4 Years On Campus Bachelors Program
If you’re passionate about combining human biology with cutting-edge technology, the Bachelor of Engineering (Honours) in Biomedical Engineering at UNSW is a wonderful match. Over four years, you’ll learn how to design medical devices, develop health-technologies, and solve real medical problems — a perfect fit for anyone eager to make a tangible impact on people’s lives through engineering and medicine.
Curriculum Structure
Year 1
In your first year you’ll build a strong engineering foundation, studying core maths, physics, and computing alongside an introductory design course, such as Introduction to Engineering Design and Innovation. This gives you the mindset of an engineer: learning how to tackle problems with creativity, critical thinking, and a practical approach. By the end of this year, you’ll already begin to see how engineering principles can be applied to medicine and biology.
Year 2
In the second year you’ll take on early specialisation courses, such as Engineering in Medicine and Biology (BIOM1010). Here, you’ll start to explore biological systems, learn how engineering intersects with anatomy and physiology, and begin thinking about how technology can interact with the human body to solve medical challenges. This year lays down the biomedical framework — giving you the biological perspective alongside your engineering base.
Years 3 & 4
During the final two years you’ll deepen your focus with both core and elective biomedical engineering courses, potentially covering areas like biomaterials, biomedical device design, or data analysis in medicine. You’ll also get hands-on experience through labs, industry placements or projects — using real tools and collaborating with health-industry professionals. By the end of Year 4, you’ll have a multi-disciplinary skill-set ready to design devices, improve treatments or innovate healthcare technologies.
Focus Areas: biomaterials, medical device design, bioinformatics, biomedical data analysis, tissue engineering
Learning Outcomes: You’ll graduate able to analyse biological challenges, design and prototype medical solutions, apply engineering principles in healthcare, and work flexibly across biology, medicine and technology.
Professional Alignment (Accreditation): The degree is accredited by Engineers Australia — which means your credential is recognised for full professional engineer status, giving you wide opportunities globally and assuring quality training aligned with international standards.

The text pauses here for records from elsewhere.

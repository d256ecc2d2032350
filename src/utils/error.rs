use thiserror::Error;

#[derive(Error, Debug)]
pub enum ShelfError {
    #[error("Malformed record: {message}")]
    ParseError { line: String, message: String },

    #[error("Product '{product}' not found on shelf {}", .shelf.as_deref().unwrap_or("N/A"))]
    LookupError {
        product: String,
        shelf: Option<String>,
    },

    #[error("False {action} action on '{product}' prevented: weight check {weight_check:.2}g exceeds {margin}g")]
    ValidationReject {
        product: String,
        action: String,
        weight_check: f64,
        margin: f64,
    },

    #[error("Duplicate {action} on '{product_id}' suppressed")]
    DuplicateSuppressed { product_id: String, action: String },

    #[error("Cart update failed: {message}")]
    CartError { message: String },

    #[error("Transport error: {message}")]
    TransportError { message: String },

    #[error("IO error: {0}")]
    IoError(#[from] std::io::Error),

    #[error("Serialization error: {0}")]
    SerializationError(#[from] serde_json::Error),

    #[error("TOML parsing error: {0}")]
    TomlError(#[from] toml::de::Error),

    #[error("CSV processing error: {0}")]
    CsvError(#[from] csv::Error),

    #[error("Configuration error: {message}")]
    ConfigError { message: String },

    #[error("Invalid value '{value}' for {field}: {reason}")]
    InvalidConfigValueError {
        field: String,
        value: String,
        reason: String,
    },

    #[error("Missing required configuration: {field}")]
    MissingConfigError { field: String },
}

pub type Result<T> = std::result::Result<T, ShelfError>;

#[derive(Debug, Clone, Copy, PartialEq, Eq)]
pub enum ErrorCategory {
    /// 單行資料問題，丟棄後繼續
    Record,
    /// 容差檢查或重複抑制
    Decision,
    /// 序列埠/輸入來源
    Transport,
    Configuration,
    System,
}

#[derive(Debug, Clone, Copy, PartialEq, Eq, PartialOrd, Ord)]
pub enum ErrorSeverity {
    Low,
    Medium,
    High,
    Critical,
}

impl ShelfError {
    pub fn category(&self) -> ErrorCategory {
        match self {
            ShelfError::ParseError { .. } | ShelfError::LookupError { .. } => ErrorCategory::Record,
            ShelfError::ValidationReject { .. } | ShelfError::DuplicateSuppressed { .. } => {
                ErrorCategory::Decision
            }
            ShelfError::TransportError { .. } => ErrorCategory::Transport,
            ShelfError::TomlError(_)
            | ShelfError::ConfigError { .. }
            | ShelfError::InvalidConfigValueError { .. }
            | ShelfError::MissingConfigError { .. } => ErrorCategory::Configuration,
            ShelfError::CartError { .. }
            | ShelfError::IoError(_)
            | ShelfError::SerializationError(_)
            | ShelfError::CsvError(_) => ErrorCategory::System,
        }
    }

    pub fn severity(&self) -> ErrorSeverity {
        match self {
            ShelfError::DuplicateSuppressed { .. } | ShelfError::ValidationReject { .. } => {
                ErrorSeverity::Low
            }
            ShelfError::ParseError { .. }
            | ShelfError::LookupError { .. }
            | ShelfError::CartError { .. } => ErrorSeverity::Medium,
            ShelfError::ConfigError { .. }
            | ShelfError::InvalidConfigValueError { .. }
            | ShelfError::MissingConfigError { .. }
            | ShelfError::TomlError(_)
            | ShelfError::CsvError(_)
            | ShelfError::SerializationError(_) => ErrorSeverity::High,
            ShelfError::TransportError { .. } | ShelfError::IoError(_) => ErrorSeverity::Critical,
        }
    }

    pub fn recovery_suggestion(&self) -> &'static str {
        match self.category() {
            ErrorCategory::Record => "Check the sensor board firmware output and the planogram table",
            ErrorCategory::Decision => "No action needed; the reading was treated as sensor noise",
            ErrorCategory::Transport => {
                "Reconnect the weight board and check device permissions, then restart"
            }
            ErrorCategory::Configuration => "Fix the configuration file or command line flags",
            ErrorCategory::System => "Check file paths and disk permissions",
        }
    }

    pub fn user_friendly_message(&self) -> String {
        match self {
            ShelfError::TransportError { message } => {
                format!("Weight board is not reachable: {}", message)
            }
            ShelfError::InvalidConfigValueError { field, reason, .. } => {
                format!("Setting '{}' is invalid: {}", field, reason)
            }
            ShelfError::MissingConfigError { field } => {
                format!("Setting '{}' is required", field)
            }
            other => other.to_string(),
        }
    }
}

Reputation (Employability Rankings): As part of Australia’s top-ranked Engineering Faculty — ranked #1 in Australia and among the global top 25 for Engineering & Technology — this program gives you the benefit of a highly respected degree. Graduates from UNSW Engineering are among the most employable, with strong demand in health-tech, medical devices, research and industry.
Students in the UNSW Bachelor of Engineering (Honours) (Biomedical Engineering) develop practical engineering and biomedical skills through hands-on laboratory work, design projects, and research-informed learning that reflects real healthcare and medical technology environments. The program is strongly practice-focused, combining engineering theory with clinical and biological applications, allowing students to work with biomedical systems, simulation tools, and advanced engineering equipment used in modern medical innovation. Through structured design studios, laboratory classes, and industry-linked learning, students build the technical and professional capabilities needed for biomedical engineering careers:
Graduates of the UNSW Bachelor of Engineering (Honours) (Biomedical Engineering) are highly sought after in healthcare technology, medical device development, and advanced engineering sectors, where they contribute to designing solutions that improve human health and clinical outcomes. The program equips students with strong technical engineering expertise, problem-solving ability, and industry-ready design skills, opening pathways into both professional engineering roles and postgraduate research. Graduates may pursue careers as Biomedical Engineer, Medical Device Design Engineer, Clinical Engineer, or R&D Engineer (Healthcare Technology):
Further Academic Progression:
After completing this degree, students may progress into Master of Engineering (Biomedical Engineering), Master of Biomedical Engineering, Master of Engineering Science, or related postgraduate engineering programs. Graduates may also pursue PhD research pathways in biomedical engineering, medical devices, biomechanics, bioengineering, or healthcare technology innovation, depending on their career goals.